First by the injury.
Then by the money gap.
If you work a counter, drive-thru, or kitchen line in Columbia and your hip, leg, or lower back is getting worse, every missed shift is immediate lost pay. No salary cushion. No generous PTO in most cases. And if your manager cuts your hours because you cannot move fast enough, that lost income often does not show up neatly unless it gets documented.
Then the bills pile up:
ER bill from Prisma or MUSC urgent care network.
Physical therapy copays.
Rides to appointments because walking hurts.
Prescriptions.
Time off for follow-ups.
Health insurance reimbursement claims if your treatment was covered through a health plan.

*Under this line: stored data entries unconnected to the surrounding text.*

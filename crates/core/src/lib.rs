//! Domain rules for the BugBoard client.
//!
//! Pure types and decision functions with no I/O: the data model the
//! backend serves, the status gate, and the authorization and moderation
//! policies evaluated against an explicit session.

pub mod account;
pub mod bug;
pub mod comment;
pub mod error;
pub mod listing;
pub mod moderation;
pub mod policy;
pub mod roles;
pub mod types;
pub mod user;
pub mod vote;
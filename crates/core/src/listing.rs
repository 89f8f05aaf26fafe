//! Filtering and ordering of bug listings.

use crate::bug::{Bug, BugStatus};
use crate::types::DbId;
use crate::user::User;

/// Criteria for narrowing a bug listing. Empty criteria match everything.
#[derive(Debug, Clone, Default, PartialEq)]
pub struct BugFilter {
    /// Case-insensitive substring of the title.
    pub title: Option<String>,
    /// Case-insensitive substring of the author's username.
    pub author: Option<String>,
    /// Only bugs authored by the viewer.
    pub only_mine: bool,
    pub tag_id: Option<DbId>,
    pub status: Option<BugStatus>,
}

impl BugFilter {
    pub fn is_empty(&self) -> bool {
        *self == BugFilter::default()
    }

    pub fn matches(&self, bug: &Bug, viewer: Option<&User>) -> bool {
        if let Some(needle) = non_blank(&self.title) {
            if !contains_ignore_case(&bug.title, needle) {
                return false;
            }
        }
        if let Some(needle) = non_blank(&self.author) {
            if !contains_ignore_case(&bug.author.username, needle) {
                return false;
            }
        }
        if self.only_mine && !viewer.is_some_and(|u| bug.is_authored_by(&u.id)) {
            return false;
        }
        if let Some(tag_id) = self.tag_id {
            if !bug.has_tag(tag_id) {
                return false;
            }
        }
        if let Some(status) = self.status {
            if bug.status != status {
                return false;
            }
        }
        true
    }

    /// Filter `bugs` and order the survivors most-recent-first.
    pub fn apply(&self, bugs: Vec<Bug>, viewer: Option<&User>) -> Vec<Bug> {
        let mut out: Vec<Bug> = bugs.into_iter().filter(|b| self.matches(b, viewer)).collect();
        sort_most_recent_first(&mut out);
        out
    }
}

/// Newest bugs first; ties broken by descending id.
pub fn sort_most_recent_first(bugs: &mut [Bug]) {
    bugs.sort_by(|a, b| b.created_at.cmp(&a.created_at).then(b.id.cmp(&a.id)));
}

fn non_blank(value: &Option<String>) -> Option<&str> {
    value.as_deref().map(str::trim).filter(|s| !s.is_empty())
}

fn contains_ignore_case(haystack: &str, needle: &str) -> bool {
    haystack.to_lowercase().contains(&needle.to_lowercase())
}
use std::sync::Arc;

use bugboard_client::{ApiResult, BugBoardApi};
use bugboard_core::bug::BugStatus;
use bugboard_core::types::DbId;
use bugboard_core::vote::VoteDirection;
use bugboard_events::EventBus;
use clap::Subcommand;

pub mod account;
pub mod bugs;
pub mod comments;
pub mod moderation;
pub mod tags;

/// Shared handles for one invocation.
pub struct Context {
    pub api: Arc<BugBoardApi>,
    pub bus: Arc<EventBus>,
    pub json: bool,
}

#[derive(Debug, Subcommand)]
pub enum Command {
    /// Sign in and remember the session
    Login {
        username: String,
        #[arg(long, env = "BUGBOARD_PASSWORD", hide_env_values = true)]
        password: String,
    },
    /// Forget the stored session
    Logout,
    /// Create an account
    Register {
        username: String,
        email: String,
        #[arg(long, env = "BUGBOARD_PASSWORD", hide_env_values = true)]
        password: String,
        #[arg(long)]
        phone: Option<String>,
    },
    /// Show the signed-in user
    Whoami,
    /// Change your password
    Passwd {
        #[arg(long)]
        new: String,
        #[arg(long)]
        confirm: String,
    },
    /// Delete your account
    DeleteAccount {
        /// Confirm the deletion
        #[arg(long)]
        yes: bool,
    },
    /// List bugs, most recent first
    Bugs {
        /// Case-insensitive title substring
        #[arg(long)]
        title: Option<String>,
        /// Case-insensitive author name substring
        #[arg(long)]
        author: Option<String>,
        /// Only bugs you reported
        #[arg(long)]
        mine: bool,
        #[arg(long)]
        tag: Option<DbId>,
        #[arg(long, value_parser = parse_status)]
        status: Option<BugStatus>,
    },
    /// Show a bug with its answers
    Show { id: DbId },
    /// Show a user's profile and bugs (default: yours)
    Profile { user_id: Option<String> },
    /// Report a new bug
    Report {
        #[arg(long)]
        title: String,
        #[arg(long)]
        description: String,
        #[arg(long)]
        image: Option<String>,
        /// Tag id, repeatable
        #[arg(long = "tag")]
        tags: Vec<DbId>,
    },
    /// Edit a bug (author or moderator)
    Edit {
        id: DbId,
        #[arg(long)]
        title: Option<String>,
        #[arg(long)]
        description: Option<String>,
        /// Image URL; pass `--image ""` to remove the current one
        #[arg(long)]
        image: Option<String>,
        #[arg(long, value_parser = parse_status)]
        status: Option<BugStatus>,
    },
    /// Delete a bug (author or moderator)
    Delete { id: DbId },
    /// Work with answers on a bug
    Comment {
        #[command(subcommand)]
        action: comments::CommentCommand,
    },
    /// Vote on a bug, or on one of its answers with --comment
    Vote {
        bug_id: DbId,
        #[arg(long)]
        comment: Option<DbId>,
        /// `up`/`upvote` or `down`/`downvote`
        #[arg(long, default_value = "up", value_parser = parse_direction)]
        direction: VoteDirection,
    },
    /// Accept an answer on your bug
    Accept { bug_id: DbId, comment_id: DbId },
    /// Ban a user (moderators)
    Ban {
        user_id: String,
        #[arg(long)]
        reason: String,
    },
    /// Lift a ban (moderators)
    Unban { user_id: String },
    /// List or create tags
    Tags {
        #[command(subcommand)]
        action: Option<TagCommand>,
    },
}

#[derive(Debug, Subcommand)]
pub enum TagCommand {
    List,
    Create { name: String },
}

fn parse_status(raw: &str) -> Result<BugStatus, String> {
    BugStatus::parse(raw).map_err(|e| e.to_string())
}

fn parse_direction(raw: &str) -> Result<VoteDirection, String> {
    VoteDirection::parse(raw).map_err(|e| e.to_string())
}

pub async fn run(ctx: &Context, command: Command) -> anyhow::Result<()> {
    match command {
        Command::Login { username, password } => account::login(ctx, &username, &password).await,
        Command::Logout => account::logout(ctx),
        Command::Register {
            username,
            email,
            password,
            phone,
        } => account::register(ctx, username, email, password, phone).await,
        Command::Whoami => account::whoami(ctx),
        Command::Passwd { new, confirm } => account::change_password(ctx, &new, &confirm).await,
        Command::DeleteAccount { yes } => account::delete_account(ctx, yes).await,
        Command::Bugs {
            title,
            author,
            mine,
            tag,
            status,
        } => {
            let filter = bugboard_core::listing::BugFilter {
                title,
                author,
                only_mine: mine,
                tag_id: tag,
                status,
            };
            bugs::list(ctx, &filter).await
        }
        Command::Show { id } => bugs::show(ctx, id).await,
        Command::Profile { user_id } => bugs::profile(ctx, user_id).await,
        Command::Report {
            title,
            description,
            image,
            tags,
        } => bugs::report(ctx, title, description, image, tags).await,
        Command::Edit {
            id,
            title,
            description,
            image,
            status,
        } => bugs::edit(ctx, id, title, description, image, status).await,
        Command::Delete { id } => bugs::delete(ctx, id).await,
        Command::Comment { action } => comments::run(ctx, action).await,
        Command::Vote {
            bug_id,
            comment,
            direction,
        } => comments::vote(ctx, bug_id, comment, direction).await,
        Command::Accept { bug_id, comment_id } => comments::accept(ctx, bug_id, comment_id).await,
        Command::Ban { user_id, reason } => moderation::ban(ctx, &user_id, &reason).await,
        Command::Unban { user_id } => moderation::unban(ctx, &user_id).await,
        Command::Tags { action } => match action.unwrap_or(TagCommand::List) {
            TagCommand::List => tags::list(ctx).await,
            TagCommand::Create { name } => tags::create(ctx, &name).await,
        },
    }
}

/// Turn a client error into the message shown to the user.
pub trait Friendly<T> {
    fn friendly(self, fallback: &str) -> anyhow::Result<T>;
}

impl<T> Friendly<T> for ApiResult<T> {
    fn friendly(self, fallback: &str) -> anyhow::Result<T> {
        self.map_err(|err| {
            tracing::debug!(error = %err, "Command failed");
            anyhow::anyhow!(err.user_message(fallback))
        })
    }
}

A decent-looking settlement can shrink fast once those pieces come out.
What raises the value even after the insurer finds your posts
This is where the claim can still recover.
If your records show consistent complaints from day one - hip pain, leg pain, limping, trouble standing for long shifts, pain waking you up at night - that matters more than one smiling picture.
If your doctor later orders imaging that shows an actual injury the first X-ray missed, that matters too. X-rays are good for obvious fractures. They are not magic. They miss soft-tissue injuries, labral tears, disc problems, and plenty of pain generators.
And if the driveway setup itself is bad - poor sight line, wall, fence, parked cars, fast backing movement across a public sidewalk - liability can stay strong even while the insurer tries to trash your credibility.
In Columbia, that often comes down to photos of the driveway, the sidewalk, the vehicle angle, and where impact happened.
A realistic settlement range with the social media problem in play
If liability is clear and the online posts are weak, a moderate injury claim with documented treatment and lost wages may still land in a respectable five-figure range.
If the posts are bad and the medical treatment is thin, the insurer may toss out a nuisance offer that barely covers the bills.
If the injuries are serious enough for orthopedic treatment, injections, surgery talk, or permanent restrictions, the claim can still be substantial, but expect the carrier to keep hammering the posts to justify a lower number.
That's the ugly part. The insurer is not paying for your pain in some moral sense. It is pricing trial risk. If your Facebook makes you look like a person a jury might doubt, the offer drops.
And in South Carolina, where crash cases already turn on credibility all the time - whether on I-26 between Charleston and Columbia or on a neighborhood sidewalk in Richland County - credibility is money.
Priscilla Gadsden
on 2026-03-28
The information above is educational and does not create an attorney-client relationship. Every injury case turns on its own facts. If you're dealing with this right now, get a professional opinion.